ていうか旅って簡単に言うけど、あたししたことないし。
◇◇◇
「――うえぇっ!」
これで4回目だった。
ポエロは四つん這いになり、食べ飲みしたものをすべて口から戻してしまっていた。
「……い、いったいどうしたんだよ、ポエロ」
「さっきから随分と寒がるし……絶対変だぞ」
バヤとボヤが困惑する。
第一アクセスポイントから出直しとなり、徒歩集団から大幅に遅れて到着となったポエロたちだったが、幸い、広場に割り込むことができ、火も起こすことができていた。
だがやっとありついた食事のはずが、ポエロがさっきから食べられないのである。
食事はボヤの両親が持たせてくれた、豚挽肉の腸詰めとパンを炙ったもので、ポエロも好物だった。

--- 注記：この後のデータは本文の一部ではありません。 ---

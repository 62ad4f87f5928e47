//! Connection configuration.

use std::fmt;
use std::str::FromStr;
use std::time::Duration;

/// Default connect timeout.
pub const DEFAULT_CONNECT_TIMEOUT: Duration = Duration::from_secs(30);

/// Default per-command I/O timeout.
pub const DEFAULT_IO_TIMEOUT: Duration = Duration::from_secs(60);

/// Connection security mode.
#[derive(Debug, Clone, Copy, PartialEq, Eq, Default)]
pub enum Security {
    /// No encryption (port 143). Credentials travel in the clear.
    None,
    /// Plaintext, upgraded with STARTTLS before login (port 143).
    StartTls,
    /// TLS from the start (port 993).
    #[default]
    Implicit,
}

impl Security {
    /// Returns the default port for this security mode.
    #[must_use]
    pub const fn default_port(self) -> u16 {
        match self {
            Self::None | Self::StartTls => 143,
            Self::Implicit => 993,
        }
    }

    /// Returns the lower-case name used on the command line.
    #[must_use]
    pub const fn as_str(self) -> &'static str {
        match self {
            Self::None => "plain",
            Self::StartTls => "starttls",
            Self::Implicit => "implicit",
        }
    }
}

impl fmt::Display for Security {
    fn fmt(&self, f: &mut fmt::Formatter<'_>) -> fmt::Result {
        f.write_str(self.as_str())
    }
}

impl FromStr for Security {
    type Err = String;

    fn from_str(s: &str) -> Result<Self, Self::Err> {
        match s.to_ascii_lowercase().as_str() {
            "plain" | "none" => Ok(Self::None),
            "starttls" => Ok(Self::StartTls),
            "implicit" | "tls" => Ok(Self::Implicit),
            other => Err(format!("unknown security mode {other:?}")),
        }
    }
}

/// IMAP connection configuration.
#[derive(Debug, Clone, PartialEq, Eq)]
pub struct Config {
    /// Server hostname.
    pub host: String,
    /// Server port.
    pub port: u16,
    /// Security mode.
    pub security: Security,
    /// TCP connect plus TLS handshake timeout.
    pub connect_timeout: Duration,
    /// Timeout for each command round trip.
    pub io_timeout: Duration,
}

impl Config {
    /// Creates a configuration with implicit TLS on port 993.
    #[must_use]
    pub fn new(host: impl Into<String>) -> Self {
        ConfigBuilder::new(host).build()
    }

    /// Creates a configuration builder.
    #[must_use]
    pub fn builder(host: impl Into<String>) -> ConfigBuilder {
        ConfigBuilder::new(host)
    }

    /// Returns `host:port`.
    #[must_use]
    pub fn address(&self) -> String {
        format!("{}:{}", self.host, self.port)
    }
}

/// Builder for [`Config`].
#[derive(Debug, Clone)]
pub struct ConfigBuilder {
    host: String,
    port: Option<u16>,
    security: Security,
    connect_timeout: Duration,
    io_timeout: Duration,
}

impl ConfigBuilder {
    /// Creates a builder for the given hostname.
    #[must_use]
    pub fn new(host: impl Into<String>) -> Self {
        Self {
            host: host.into(),
            port: None,
            security: Security::default(),
            connect_timeout: DEFAULT_CONNECT_TIMEOUT,
            io_timeout: DEFAULT_IO_TIMEOUT,
        }
    }

    /// Sets the port. Defaults to the security mode's port.
    #[must_use]
    pub const fn port(mut self, port: u16) -> Self {
        self.port = Some(port);
        self
    }

    /// Sets the port if one is given.
    #[must_use]
    pub const fn maybe_port(mut self, port: Option<u16>) -> Self {
        if port.is_some() {
            self.port = port;
        }
        self
    }

    /// Sets the security mode.
    #[must_use]
    pub const fn security(mut self, security: Security) -> Self {
        self.security = security;
        self
    }

    /// Sets the connect timeout.
    #[must_use]
    pub const fn connect_timeout(mut self, timeout: Duration) -> Self {
        self.connect_timeout = timeout;
        self
    }

    /// Sets the per-command I/O timeout.
    #[must_use]
    pub const fn io_timeout(mut self, timeout: Duration) -> Self {
        self.io_timeout = timeout;
        self
    }

    /// Builds the configuration.
    #[must_use]
    pub fn build(self) -> Config {
        Config {
            port: self.port.unwrap_or_else(|| self.security.default_port()),
            host: self.host,
            security: self.security,
            connect_timeout: self.connect_timeout,
            io_timeout: self.io_timeout,
        }
    }
}
//! Framed I/O for the IMAP line protocol.
//!
//! A response is one CRLF-terminated line, extended by any `{n}` literals
//! it announces. Responses are returned whole, literal bytes included, so
//! the decoders see exactly what the server sent.
//!
//! The optional idle timeout bounds each individual read or write, not a
//! whole response: a server that keeps streaming is never cut off.

#![allow(clippy::missing_errors_doc)]

use std::future::Future;
use std::io;
use std::time::Duration;

use bytes::{BufMut, BytesMut};
use tokio::io::{AsyncBufReadExt, AsyncRead, AsyncReadExt, AsyncWrite, AsyncWriteExt, BufReader};

use crate::{Error, Result};

const DEFAULT_BUFFER_SIZE: usize = 8192;

/// Longest line accepted, literals excluded.
const MAX_LINE_LENGTH: usize = 1024 * 1024;

/// Largest literal accepted. Statistics never fetch bodies, so anything
/// bigger is a misbehaving server.
const MAX_LITERAL_SIZE: usize = 16 * 1024 * 1024;

/// Buffered IMAP reader/writer.
pub struct FramedStream<S> {
    reader: BufReader<S>,
    idle_timeout: Option<Duration>,
}

impl<S> FramedStream<S>
where
    S: AsyncRead + AsyncWrite + Unpin,
{
    /// Creates a new framed stream.
    pub fn new(stream: S) -> Self {
        Self {
            reader: BufReader::with_capacity(DEFAULT_BUFFER_SIZE, stream),
            idle_timeout: None,
        }
    }

    /// Creates a framed stream that fails with [`Error::Timeout`] when a
    /// single read or write makes no progress within `timeout`.
    pub fn with_idle_timeout(stream: S, timeout: Duration) -> Self {
        Self {
            idle_timeout: Some(timeout),
            ..Self::new(stream)
        }
    }

    /// Reads one complete response, including embedded literals.
    pub async fn read_response(&mut self) -> Result<Vec<u8>> {
        let mut response = BytesMut::new();

        loop {
            let line_start = response.len();
            self.read_line(&mut response).await?;

            let Some(len) = literal_length(&response[line_start..]) else {
                break;
            };
            if len > MAX_LITERAL_SIZE {
                return Err(Error::Protocol(format!(
                    "literal too large: {len} bytes (max {MAX_LITERAL_SIZE})"
                )));
            }

            let start = response.len();
            response.resize(start + len, 0);
            within(self.idle_timeout, self.reader.read_exact(&mut response[start..])).await?;
        }

        Ok(response.to_vec())
    }

    /// Reads responses up to and including the completion for `tag`.
    pub async fn read_until_tagged(&mut self, tag: &str) -> Result<Vec<Vec<u8>>> {
        let mut responses = Vec::new();

        loop {
            let response = self.read_response().await?;
            let done = is_tagged(&response, tag);
            responses.push(response);
            if done {
                return Ok(responses);
            }
        }
    }

    /// Appends one CRLF-terminated line to `out`.
    async fn read_line(&mut self, out: &mut BytesMut) -> Result<()> {
        let mut read = 0;

        loop {
            let buf = within(self.idle_timeout, self.reader.fill_buf()).await?;
            if buf.is_empty() {
                return Err(Error::Io(io::Error::new(
                    io::ErrorKind::UnexpectedEof,
                    "connection closed",
                )));
            }

            if let Some(pos) = buf.iter().position(|&b| b == b'\n') {
                out.put_slice(&buf[..=pos]);
                self.reader.consume(pos + 1);
                return Ok(());
            }

            let len = buf.len();
            out.put_slice(buf);
            self.reader.consume(len);

            read += len;
            if read > MAX_LINE_LENGTH {
                return Err(Error::Protocol("line too long".to_string()));
            }
        }
    }

    /// Writes and flushes a serialized command.
    pub async fn write_command(&mut self, data: &[u8]) -> Result<()> {
        let limit = self.idle_timeout;
        let stream = self.reader.get_mut();
        within(limit, stream.write_all(data)).await?;
        within(limit, stream.flush()).await?;
        Ok(())
    }

    /// Consumes the framed stream and returns the inner stream.
    ///
    /// Buffered, unread data is lost.
    pub fn into_inner(self) -> S {
        self.reader.into_inner()
    }
}

/// Runs one I/O step, bounded by the idle timeout when there is one.
async fn within<T>(
    limit: Option<Duration>,
    step: impl Future<Output = io::Result<T>>,
) -> Result<T> {
    match limit {
        Some(limit) => Ok(tokio::time::timeout(limit, step)
            .await
            .map_err(|_| Error::Timeout(limit))??),
        None => Ok(step.await?),
    }
}

/// Returns true if the response is the completion for `tag`.
fn is_tagged(response: &[u8], tag: &str) -> bool {
    response
        .strip_prefix(tag.as_bytes())
        .is_some_and(|rest| rest.first() == Some(&b' '))
}

/// Parses a trailing `{n}` or `{n+}` literal announcement.
fn literal_length(line: &[u8]) -> Option<usize> {
    let line = line.strip_suffix(b"\n")?;
    let line = line.strip_suffix(b"\r").unwrap_or(line);
    let line = line.strip_suffix(b"}")?;
    let line = line.strip_suffix(b"+").unwrap_or(line);

    let open = line.iter().rposition(|&b| b == b'{')?;
    let digits = &line[open + 1..];
    if digits.is_empty() || !digits.iter().all(u8::is_ascii_digit) {
        return None;
    }
    std::str::from_utf8(digits).ok()?.parse().ok()
}
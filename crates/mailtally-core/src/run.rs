//! The account-wide scan loop.

use std::sync::Arc;
use std::sync::atomic::{AtomicBool, Ordering};

use mailtally_imap::parser::decode_quota;
use mailtally_imap::{ProtocolClient, QuotaInfo};

use crate::error::{Error, Result, ScanError};
use crate::scanner::{Diagnostic, FolderScanner};
use crate::stats::StatisticsAggregator;

/// Mailbox whose quota root is reported.
pub const QUOTA_MAILBOX: &str = "INBOX";

/// Cooperative cancellation flag, checked before each folder.
#[derive(Debug, Clone, Default)]
pub struct CancelToken(Arc<AtomicBool>);

impl CancelToken {
    /// Creates a token that is not cancelled.
    #[must_use]
    pub fn new() -> Self {
        Self::default()
    }

    /// Requests cancellation. The folder in progress still completes.
    pub fn cancel(&self) {
        self.0.store(true, Ordering::SeqCst);
    }

    /// Returns true once [`cancel`](Self::cancel) has been called.
    #[must_use]
    pub fn is_cancelled(&self) -> bool {
        self.0.load(Ordering::SeqCst)
    }
}

/// Everything one account scan produced.
#[derive(Debug)]
pub struct ScanOutcome {
    /// Totals and per-folder reports.
    pub stats: StatisticsAggregator,
    /// Quota usage, or why it is unavailable.
    pub quota: Result<QuotaInfo>,
    /// Folders that were skipped or cut short.
    pub folder_errors: Vec<ScanError>,
    /// Degraded folders and messages.
    pub diagnostics: Vec<Diagnostic>,
    /// Number of folders the server listed.
    pub folders_listed: usize,
    /// True when cancellation stopped the loop early.
    pub cancelled: bool,
}

/// Runs quota lookup, folder listing and sequential folder scans.
#[derive(Debug, Clone, Default)]
pub struct AccountScan {
    scanner: FolderScanner,
}

impl AccountScan {
    /// Creates an account scan using the given folder scanner.
    #[must_use]
    pub const fn new(scanner: FolderScanner) -> Self {
        Self { scanner }
    }

    /// Scans every listed folder, one at a time.
    ///
    /// Partial totals up to the last completed folder are returned when
    /// `cancel` fires.
    ///
    /// # Errors
    ///
    /// Returns an error only if the folder list cannot be retrieved.
    pub async fn run<C: ProtocolClient>(
        &self,
        client: &mut C,
        cancel: &CancelToken,
    ) -> Result<ScanOutcome> {
        let quota = fetch_quota(client).await;
        if let Err(e) = &quota {
            tracing::info!(error = %e, "Quota unavailable");
        }

        tracing::debug!("Listing folders");
        let entries = client.list_folders().await?;
        tracing::info!(folders = entries.len(), "Scanning folders");

        let mut outcome = ScanOutcome {
            stats: StatisticsAggregator::new(),
            quota,
            folder_errors: Vec::new(),
            diagnostics: Vec::new(),
            folders_listed: entries.len(),
            cancelled: false,
        };

        for raw in &entries {
            if cancel.is_cancelled() {
                tracing::warn!(
                    scanned = outcome.stats.totals().per_folder.len(),
                    listed = outcome.folders_listed,
                    "Scan cancelled"
                );
                outcome.cancelled = true;
                break;
            }

            let scan = self.scanner.scan(raw, client).await;
            outcome.diagnostics.extend(scan.diagnostics);
            outcome.folder_errors.extend(scan.error);
            outcome.stats.add_folder(scan.report);
        }

        let totals = outcome.stats.totals();
        tracing::info!(
            messages = totals.total_messages,
            unread = totals.total_unread,
            bytes = totals.total_size_bytes,
            "Scan complete"
        );
        Ok(outcome)
    }
}

/// Looks up the quota if the server advertises QUOTA.
async fn fetch_quota<C: ProtocolClient>(client: &mut C) -> Result<QuotaInfo> {
    let caps = client.capabilities().await?;
    if !caps.iter().any(|c| c == "QUOTA") {
        return Err(Error::QuotaUnsupported);
    }

    tracing::debug!(mailbox = QUOTA_MAILBOX, "Fetching quota");
    let raw = client.get_quota_root(QUOTA_MAILBOX).await?;
    let quota = decode_quota(&raw).map_err(mailtally_imap::Error::from)?;
    Ok(quota)
}

#[cfg(test)]
mod tests {
    use super::*;

    #[test]
    fn cancel_token_is_shared() {
        let token = CancelToken::new();
        let clone = token.clone();
        assert!(!clone.is_cancelled());
        token.cancel();
        assert!(clone.is_cancelled());
    }
}
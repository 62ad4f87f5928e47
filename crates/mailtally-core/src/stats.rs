//! Running totals across folders.

use serde::Serialize;

use crate::model::{FolderReport, MessageRecord};

/// Account-wide totals.
#[derive(Debug, Clone, Default, PartialEq, Eq, Serialize)]
pub struct AggregateStats {
    /// Sum of per-folder message counts.
    pub total_messages: u64,
    /// Sum of per-folder unread counts.
    pub total_unread: u64,
    /// Sum of per-folder sizes.
    pub total_size_bytes: u64,
    /// Folder reports in the order they were added.
    pub per_folder: Vec<FolderReport>,
}

/// Folds folder reports into [`AggregateStats`].
///
/// Owned by a single writer. Scans over separate connections each fill
/// their own aggregator and are combined with [`merge`](Self::merge).
#[derive(Debug, Clone, Default)]
pub struct StatisticsAggregator {
    stats: AggregateStats,
}

impl StatisticsAggregator {
    /// Creates an empty aggregator.
    #[must_use]
    pub fn new() -> Self {
        Self::default()
    }

    /// Adds one folder's report.
    pub fn add_folder(&mut self, report: FolderReport) {
        self.stats.total_messages += report.message_count;
        self.stats.total_unread += report.unread_count;
        self.stats.total_size_bytes += report.total_size_bytes;
        self.stats.per_folder.push(report);
    }

    /// Appends every folder of `other`.
    pub fn merge(&mut self, other: Self) {
        for report in other.stats.per_folder {
            self.add_folder(report);
        }
    }

    /// Current totals.
    #[must_use]
    pub const fn totals(&self) -> &AggregateStats {
        &self.stats
    }

    /// Every message record, in folder order.
    pub fn messages(&self) -> impl Iterator<Item = &MessageRecord> {
        self.stats.per_folder.iter().flat_map(|f| f.messages.iter())
    }
}

#[cfg(test)]
mod tests {
    use mailtally_imap::Flags;

    use super::*;

    fn folder(name: &str, sizes: &[u64]) -> FolderReport {
        let mut report = FolderReport::empty(name, name);
        for (i, &size) in sizes.iter().enumerate() {
            report.push(MessageRecord {
                sequence_id: u32::try_from(i + 1).unwrap_or(u32::MAX),
                uid: None,
                folder: name.to_string(),
                mailbox: name.to_string(),
                size_bytes: Some(size),
                internal_date: None,
                flags: Flags::new(),
            });
        }
        report
    }

    #[test]
    fn totals_start_empty() {
        let agg = StatisticsAggregator::new();
        assert_eq!(agg.totals(), &AggregateStats::default());
        assert_eq!(agg.messages().count(), 0);
    }

    #[test]
    fn add_folder_sums_counters() {
        let mut agg = StatisticsAggregator::new();
        agg.add_folder(folder("INBOX", &[100, 200]));
        agg.add_folder(FolderReport::empty("[Gmail]", "[Gmail]"));
        agg.add_folder(folder("Sent", &[50]));

        let totals = agg.totals();
        assert_eq!(totals.total_messages, 3);
        assert_eq!(totals.total_unread, 3);
        assert_eq!(totals.total_size_bytes, 350);
        assert_eq!(totals.per_folder.len(), 3);

        let folders: Vec<_> = agg.messages().map(|m| m.folder.as_str()).collect();
        assert_eq!(folders, vec!["INBOX", "INBOX", "Sent"]);
    }

    #[test]
    fn merge_keeps_both_sides() {
        let mut left = StatisticsAggregator::new();
        left.add_folder(folder("INBOX", &[10, 20]));
        let mut right = StatisticsAggregator::new();
        right.add_folder(folder("Archive", &[30]));

        left.merge(right);
        assert_eq!(left.totals().total_messages, 3);
        assert_eq!(left.totals().total_size_bytes, 60);
        assert_eq!(left.totals().per_folder[1].name, "Archive");
    }
}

「……俺、やっぱりもう食事はいいわ。ちょっとその辺散歩してくる」
口を水でゆすいだポエロは立ち上がると、足で地を蹴るようにして吐物に土をかける。
「さ、散歩って、ポエロ……昼間みたいに魔物に襲われたらどうすんだよ」
「ポエロ、食べれてもいないのに、さすがにあぶねぇよ」
バヤとボヤがポエロの腕を掴んで引き留めようとする。
しかしポエロはその手を乱暴に振り払った。
「うるさいっ! 俺に触るな!」
「……ぽ、ポエロ?」
バヤとボヤが、呆然とする。
「もう、一人になりたいんだよ!」
そう叫ぶと、ポエロは広場を横断するようにして走り去った。
◇◇◇
忍び寄っていた恐怖が、如実に姿を現す。
不安に心が押し潰されて、息が絶え絶えになる。
「どうしよう、母ちゃん……!」
ポエロはひとり、茂みの中にしゃがみ込み、鼻からも涙が滴るほどに泣きじゃくっていた。
今は夜だから、まだみんなには気づかれていなかった。
でも、明日の朝になったら。
明るいところで見られたら、隠しきれない。
絶対にみんなに気づかれる。
ポエロは袖をまくり、月明かりで照らされた自分の右腕を見る。
最初は虫に刺されたような小さな点だった。
消えてくれと願い続けたそれ。
だがそれは無情にも不気味な紫斑に変化し、見る間に広がり始めた。
「……やべぇよ……どうしよう」
顎がガクガクと震えている。
もはや、右腕だけではなかった。
今や紫斑は地図状となり、冷酷に現実を告げるかのように、全身に出現していた。
「母ちゃん……!」
寒いと言って布を首に巻いているのは、嘘である。
顔にまで現れてきた紫斑をひたすらに隠すためだった。